WHAT IS NEEDED: Where the records below have a line with "RegimeChange", that line is to be copied.
·····
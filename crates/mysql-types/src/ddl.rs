//! MySQL DDL generation.

use crate::dialect::mysql_dialect;
use dtype_core::{Dialect, ToDdl, TypeSystemOptions};
use std::sync::Arc;

/// MySQL DDL generator. Tables are created with the InnoDB engine.
#[derive(Debug, Clone)]
pub struct MySQLDdl {
    dialect: Arc<Dialect>,
}

impl MySQLDdl {
    pub fn new(options: TypeSystemOptions) -> Self {
        Self {
            dialect: mysql_dialect(options),
        }
    }
}

impl Default for MySQLDdl {
    fn default() -> Self {
        Self::new(TypeSystemOptions::default())
    }
}

impl ToDdl for MySQLDdl {
    fn dialect(&self) -> &Arc<Dialect> {
        &self.dialect
    }

    fn table_options(&self) -> Option<String> {
        Some("ENGINE=InnoDB".to_string())
    }
}

#[cfg(test)]
mod tests {
    use super::*;
    use dtype_core::types::{IntegerOptions, TimeOptions};
    use dtype_core::{
        BindParams, ColumnDefinition, DataType, Descriptor, TableDefinition, TypeId, Value,
    };
    use std::collections::BTreeMap;

    fn ddl_for(data_type: DataType) -> String {
        MySQLDdl::default()
            .to_ddl(&Descriptor::new(data_type))
            .unwrap()
    }

    #[test]
    fn test_scalar_ddl() {
        assert_eq!(ddl_for(DataType::boolean()), "TINYINT(1)");
        assert_eq!(ddl_for(DataType::integer()), "INTEGER");
        assert_eq!(ddl_for(DataType::bigint()), "BIGINT");
        assert_eq!(ddl_for(DataType::float()), "FLOAT");
        assert_eq!(ddl_for(DataType::double()), "DOUBLE PRECISION");
        assert_eq!(ddl_for(DataType::decimal(10, 2).unwrap()), "DECIMAL(10, 2)");
        assert_eq!(ddl_for(DataType::string(255)), "VARCHAR(255)");
        assert_eq!(ddl_for(DataType::text()), "TEXT");
        assert_eq!(ddl_for(DataType::blob()), "BLOB");
        assert_eq!(ddl_for(DataType::uuid()), "CHAR(36) BINARY");
        assert_eq!(ddl_for(DataType::json()), "JSON");
        assert_eq!(ddl_for(DataType::dateonly()), "DATE");
        assert_eq!(ddl_for(DataType::date()), "DATETIME");
        assert_eq!(
            ddl_for(DataType::Time(TimeOptions { precision: Some(6) })),
            "TIME(6)"
        );
    }

    #[test]
    fn test_create_table() {
        let table = TableDefinition::new(
            "accounts",
            vec![
                ColumnDefinition::new(
                    "id",
                    DataType::integer_of(
                        TypeId::Integer,
                        IntegerOptions {
                            unsigned: true,
                            ..Default::default()
                        },
                    )
                    .unwrap(),
                ),
                ColumnDefinition::new("status", DataType::enumeration(["open", "closed"]).unwrap()),
                ColumnDefinition::new("active", DataType::boolean()),
                ColumnDefinition::nullable("external_id", DataType::uuid()),
            ],
        )
        .with_primary_key("id");

        let statements = MySQLDdl::default().to_create_table(&table).unwrap();
        assert_eq!(
            statements,
            vec![concat!(
                "CREATE TABLE `accounts` (\n",
                "  `id` INTEGER UNSIGNED NOT NULL,\n",
                "  `status` ENUM('open', 'closed') NOT NULL,\n",
                "  `active` TINYINT(1) NOT NULL,\n",
                "  `external_id` CHAR(36) BINARY CHECK (`external_id` LIKE '________-____-____-____-____________'),\n",
                "  PRIMARY KEY (`id`)\n",
                ") ENGINE=InnoDB;"
            )
            .to_string()]
        );
    }

    #[test]
    fn test_insert_uses_question_marks() {
        let ddl = MySQLDdl::default();
        let mut table = TableDefinition::new(
            "events",
            vec![
                ColumnDefinition::new("id", DataType::integer()),
                ColumnDefinition::new("happened_at", DataType::date()),
                ColumnDefinition::new("done", DataType::boolean()),
            ],
        );
        table.finalize(ddl.dialect()).unwrap();

        let mut row = BTreeMap::new();
        row.insert("id".to_string(), Value::from(1));
        row.insert(
            "happened_at".to_string(),
            Value::from("2024-05-01T12:00:00Z"),
        );
        row.insert("done".to_string(), Value::Bool(true));
        let mut params = BindParams::new(ddl.dialect());
        let sql = ddl.to_insert(&table, &row, &mut params).unwrap();
        assert_eq!(
            sql,
            "INSERT INTO `events` (`id`, `happened_at`, `done`) VALUES (?, ?, ?);"
        );
        assert_eq!(
            params.into_values(),
            vec![
                Value::from(1),
                Value::from("2024-05-01 12:00:00.000"),
                Value::from(1),
            ]
        );
    }
}
//! Worker threads (spec §4.5/§5): four periodic agents, each extending
//! the same tick/command/shutdown `select!` shape (grounded in the
//! teacher's `Sentinel::run`), plus the shared state they read or
//! report through (`regime_state`, `worker_stats`) and the command
//! channel the service controller's `FORCE_CHECK` handler feeds.

pub mod breakout_worker;
pub mod command;
pub mod maintenance_worker;
pub mod position_worker;
pub mod regime_state;
pub mod regime_worker;
pub mod worker_stats;

pub use breakout_worker::BreakoutWorker;
pub use command::WorkerCommand;
pub use maintenance_worker::MaintenanceWorker;
pub use position_worker::PositionWorker;
pub use regime_state::{new_shared_regime_state, RegimeSnapshot, SharedRegimeState};
pub use regime_worker::RegimeWorker;
pub use worker_stats::{new_shared_stats, SharedWorkerStats, WorkerState, WorkerStats};
//! Alert data model: the immutable record produced by a checker and, after
//! passing through the alert pipeline, persisted and routed to a chat sink.

use chrono::{DateTime, Utc};
use rust_decimal::Decimal;
use serde::{Deserialize, Serialize};

use crate::domain::position::StateCode;

#[derive(Debug, Clone, Copy, PartialEq, Eq, Hash, Serialize, Deserialize)]
#[serde(rename_all = "snake_case")]
pub enum AlertType {
    Stop,
    Profit,
    Pyramid,
    Technical,
    Health,
    Add,
    AltEntry,
    Market,
    System,
}

impl AlertType {
    pub fn as_str(self) -> &'static str {
        match self {
            AlertType::Stop => "stop",
            AlertType::Profit => "profit",
            AlertType::Pyramid => "pyramid",
            AlertType::Technical => "technical",
            AlertType::Health => "health",
            AlertType::Add => "add",
            AlertType::AltEntry => "alt_entry",
            AlertType::Market => "market",
            AlertType::System => "system",
        }
    }

    /// Routing channel per spec §4.2's alert_routing table default.
    pub fn default_channel(self) -> &'static str {
        match self {
            AlertType::Stop | AlertType::Profit | AlertType::Pyramid | AlertType::Add => "position",
            AlertType::Technical | AlertType::Health | AlertType::AltEntry => "position",
            AlertType::Market => "market",
            AlertType::System => "system",
        }
    }
}

#[derive(Debug, Clone, Copy, PartialEq, Eq, Hash, Serialize, Deserialize)]
#[serde(rename_all = "snake_case")]
pub enum AlertSubtype {
    // stop
    HardStop,
    TrailingStop,
    Warning,
    // profit
    Tp1,
    Tp2,
    EightWeekHold,
    // pyramid
    P1Ready,
    P1Extended,
    P2Ready,
    P2Extended,
    // add (pyramid pullback + reentry)
    Pullback,
    Ema21,
    InBuyZone,
    // alt_entry
    MaBounce,
    PivotRetest,
    // technical
    Ma50Warning,
    Ma50Sell,
    Ema21Sell,
    TenWeekSell,
    ClimaxTop,
    // health
    Critical,
    Earnings,
    LateStage,
    Extended,
    // market
    RegimeChange,
    DistributionDay,
    FollowThroughDay,
    // system
    Info,
    SystemWarning,
    SystemError,
    Success,
}

impl AlertSubtype {
    pub fn as_str(self) -> &'static str {
        use AlertSubtype::*;
        match self {
            HardStop => "hard_stop",
            TrailingStop => "trailing_stop",
            Warning => "warning",
            Tp1 => "tp1",
            Tp2 => "tp2",
            EightWeekHold => "eight_week_hold",
            P1Ready => "p1_ready",
            P1Extended => "p1_extended",
            P2Ready => "p2_ready",
            P2Extended => "p2_extended",
            Pullback => "pullback",
            Ema21 => "ema_21",
            InBuyZone => "in_buy_zone",
            MaBounce => "ma_bounce",
            PivotRetest => "pivot_retest",
            Ma50Warning => "ma_50_warning",
            Ma50Sell => "ma_50_sell",
            Ema21Sell => "ema_21_sell",
            TenWeekSell => "ten_week_sell",
            ClimaxTop => "climax_top",
            Critical => "critical",
            Earnings => "earnings",
            LateStage => "late_stage",
            Extended => "extended",
            RegimeChange => "regime_change",
            DistributionDay => "distribution_day",
            FollowThroughDay => "follow_through_day",
            Info => "info",
            SystemWarning => "warning",
            SystemError => "error",
            Success => "success",
        }
    }

    /// Subtypes that bypass cooldown gating entirely (spec §4.2 step 3).
    pub fn bypasses_cooldown(self) -> bool {
        matches!(
            self,
            AlertSubtype::HardStop
                | AlertSubtype::TrailingStop
                | AlertSubtype::Ma50Sell
                | AlertSubtype::TenWeekSell
                | AlertSubtype::Critical
        ) || self == AlertSubtype::ClimaxTop
    }
}

#[derive(Debug, Clone, Copy, PartialEq, Eq, PartialOrd, Ord, Hash, Serialize, Deserialize)]
#[serde(rename_all = "snake_case")]
pub enum Priority {
    /// Informational; lowest urgency despite the numeric ordering below
    /// (P2 < P1 < P0 makes `max()` pick the most urgent, per spec §9 Open
    /// Question 1).
    P2 = 0,
    P1 = 1,
    P0 = 2,
}

impl Priority {
    pub fn as_str(self) -> &'static str {
        match self {
            Priority::P0 => "P0",
            Priority::P1 => "P1",
            Priority::P2 => "P2",
        }
    }
}

/// Snapshot of the fields that accompany an alert at creation time, drawn
/// from the position/context that produced it. All fields are optional
/// since market/system alerts carry none of them.
#[derive(Debug, Clone, Default, Serialize, Deserialize)]
pub struct AlertPayload {
    pub price: Option<Decimal>,
    pub pivot: Option<Decimal>,
    pub avg_cost: Option<Decimal>,
    pub pnl_pct: Option<f64>,
    pub ma_21: Option<Decimal>,
    pub ma_50: Option<Decimal>,
    pub ma_200: Option<Decimal>,
    pub ma_10_week: Option<Decimal>,
    pub volume_ratio: Option<f64>,
    pub health_score: Option<i32>,
    pub market_regime: Option<String>,
    pub state_at_alert: Option<StateCode>,
    pub days_in_position: Option<i64>,
}

#[derive(Debug, Clone, Serialize, Deserialize)]
pub struct Alert {
    pub id: i64,
    pub symbol: String,
    pub alert_type: AlertType,
    pub subtype: AlertSubtype,
    pub position_id: Option<i64>,
    pub payload: AlertPayload,
    pub message: String,
    pub action: Option<String>,
    pub thread_source: String,
    pub priority: Priority,
    pub created_at: DateTime<Utc>,
    pub acknowledged: bool,
    pub acknowledged_at: Option<DateTime<Utc>>,
}

impl Alert {
    pub fn dedup_key(&self) -> (String, AlertType, AlertSubtype) {
        (self.symbol.clone(), self.alert_type, self.subtype)
    }

    /// Acknowledging an already-acknowledged alert is a no-op, per spec §8's
    /// idempotence property.
    pub fn acknowledge(&mut self, at: DateTime<Utc>) {
        if self.acknowledged {
            return;
        }
        self.acknowledged = true;
        self.acknowledged_at = Some(at);
    }
}

/// A not-yet-persisted alert emitted by a checker; the Alert Service turns
/// this into a full `Alert` (or drops/merges it).
#[derive(Debug, Clone)]
pub struct CandidateAlert {
    pub symbol: String,
    pub alert_type: AlertType,
    pub subtype: AlertSubtype,
    pub position_id: Option<i64>,
    pub payload: AlertPayload,
    pub message: String,
    pub action: Option<String>,
    pub thread_source: String,
    pub priority: Priority,
    /// Set by the profit checker when it activates an 8-week hold; the
    /// cycle writer persists this to the position row in a separate
    /// short-lived transaction (spec §4.3's detached-position note).
    pub eight_week_hold: Option<EightWeekHoldUpdate>,
}

#[derive(Debug, Clone, Copy)]
pub struct EightWeekHoldUpdate {
    pub hold_active: bool,
    pub hold_start: chrono::NaiveDate,
    pub hold_end: chrono::NaiveDate,
    pub power_move_pct: f64,
    pub power_move_weeks: u32,
}

#[cfg(test)]
mod tests {
    use super::*;

    #[test]
    fn priority_max_picks_most_urgent() {
        assert_eq!(Priority::P0.max(Priority::P2), Priority::P0);
        assert_eq!(Priority::P1.max(Priority::P2), Priority::P1);
    }

    #[test]
    fn hard_stop_bypasses_cooldown() {
        assert!(AlertSubtype::HardStop.bypasses_cooldown());
        assert!(!AlertSubtype::Tp1.bypasses_cooldown());
    }

    #[test]
    fn acknowledge_is_idempotent() {
        let mut alert = Alert {
            id: 1,
            symbol: "NVDA".to_string(),
            alert_type: AlertType::Stop,
            subtype: AlertSubtype::HardStop,
            position_id: Some(1),
            payload: AlertPayload::default(),
            message: "hard stop".to_string(),
            action: None,
            thread_source: "position".to_string(),
            priority: Priority::P0,
            created_at: Utc::now(),
            acknowledged: false,
            acknowledged_at: None,
        };
        let first_ack_time = Utc::now();
        alert.acknowledge(first_ack_time);
        let stamp = alert.acknowledged_at;
        alert.acknowledge(Utc::now());
        assert_eq!(alert.acknowledged_at, stamp);
    }

    #[test]
    fn dedup_key_is_symbol_type_subtype() {
        let alert = Alert {
            id: 1,
            symbol: "NVDA".to_string(),
            alert_type: AlertType::Stop,
            subtype: AlertSubtype::HardStop,
            position_id: Some(1),
            payload: AlertPayload::default(),
            message: String::new(),
            action: None,
            thread_source: "position".to_string(),
            priority: Priority::P0,
            created_at: Utc::now(),
            acknowledged: false,
            acknowledged_at: None,
        };
        assert_eq!(
            alert.dedup_key(),
            ("NVDA".to_string(), AlertType::Stop, AlertSubtype::HardStop)
        );
    }
}
//! Wire protocol for the local IPC socket (spec §4.7/§6): a length-delimited
//! JSON request/reply pair and the command set a client may issue.

use async_trait::async_trait;
use chrono::{DateTime, Utc};
use serde::{Deserialize, Serialize};

use crate::domain::errors::IpcError;

#[derive(Debug, Clone, PartialEq)]
pub enum Command {
    GetStatus,
    GetStats,
    GetRegime,
    ForceCheck { symbol: Option<String> },
    ReloadConfig,
    Shutdown,
}

impl Command {
    pub fn parse(type_name: &str, data: &serde_json::Value) -> Result<Self, IpcError> {
        match type_name {
            "GET_STATUS" => Ok(Command::GetStatus),
            "GET_STATS" => Ok(Command::GetStats),
            "GET_REGIME" => Ok(Command::GetRegime),
            "FORCE_CHECK" => Ok(Command::ForceCheck {
                symbol: data.get("symbol").and_then(|v| v.as_str()).map(|s| s.to_string()),
            }),
            "RELOAD_CONFIG" => Ok(Command::ReloadConfig),
            "SHUTDOWN" => Ok(Command::Shutdown),
            other => Err(IpcError::UnknownCommand { command: other.to_string() }),
        }
    }
}

#[derive(Debug, Clone, Serialize, Deserialize)]
pub struct IpcRequest {
    #[serde(rename = "type")]
    pub type_name: String,
    pub request_id: String,
    pub timestamp: DateTime<Utc>,
    #[serde(default)]
    pub data: serde_json::Value,
}

#[derive(Debug, Clone, Copy, PartialEq, Eq, Serialize, Deserialize)]
#[serde(rename_all = "snake_case")]
pub enum ReplyStatus {
    Success,
    Error,
    Queued,
}

#[derive(Debug, Clone, Serialize, Deserialize)]
pub struct IpcReply {
    pub request_id: String,
    pub status: ReplyStatus,
    pub timestamp: DateTime<Utc>,
    #[serde(default)]
    pub data: serde_json::Value,
    #[serde(skip_serializing_if = "Option::is_none")]
    pub error: Option<String>,
}

impl IpcReply {
    pub fn success(request_id: String, data: serde_json::Value) -> Self {
        IpcReply { request_id, status: ReplyStatus::Success, timestamp: Utc::now(), data, error: None }
    }

    pub fn queued(request_id: String) -> Self {
        IpcReply {
            request_id,
            status: ReplyStatus::Queued,
            timestamp: Utc::now(),
            data: serde_json::Value::Null,
            error: None,
        }
    }

    pub fn error(request_id: String, error: String) -> Self {
        IpcReply {
            request_id,
            status: ReplyStatus::Error,
            timestamp: Utc::now(),
            data: serde_json::Value::Null,
            error: Some(error),
        }
    }
}

/// Implemented by the service controller; the transport in `server.rs`
/// never interprets a command's meaning, only decodes/encodes frames and
/// dispatches to this trait.
#[async_trait]
pub trait IpcHandler: Send + Sync {
    async fn handle(&self, command: Command, request_id: String) -> IpcReply;
}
·····
OUTPUT FOR THIS TASK:
    RegimeChange,
            RegimeChange => "regime_change",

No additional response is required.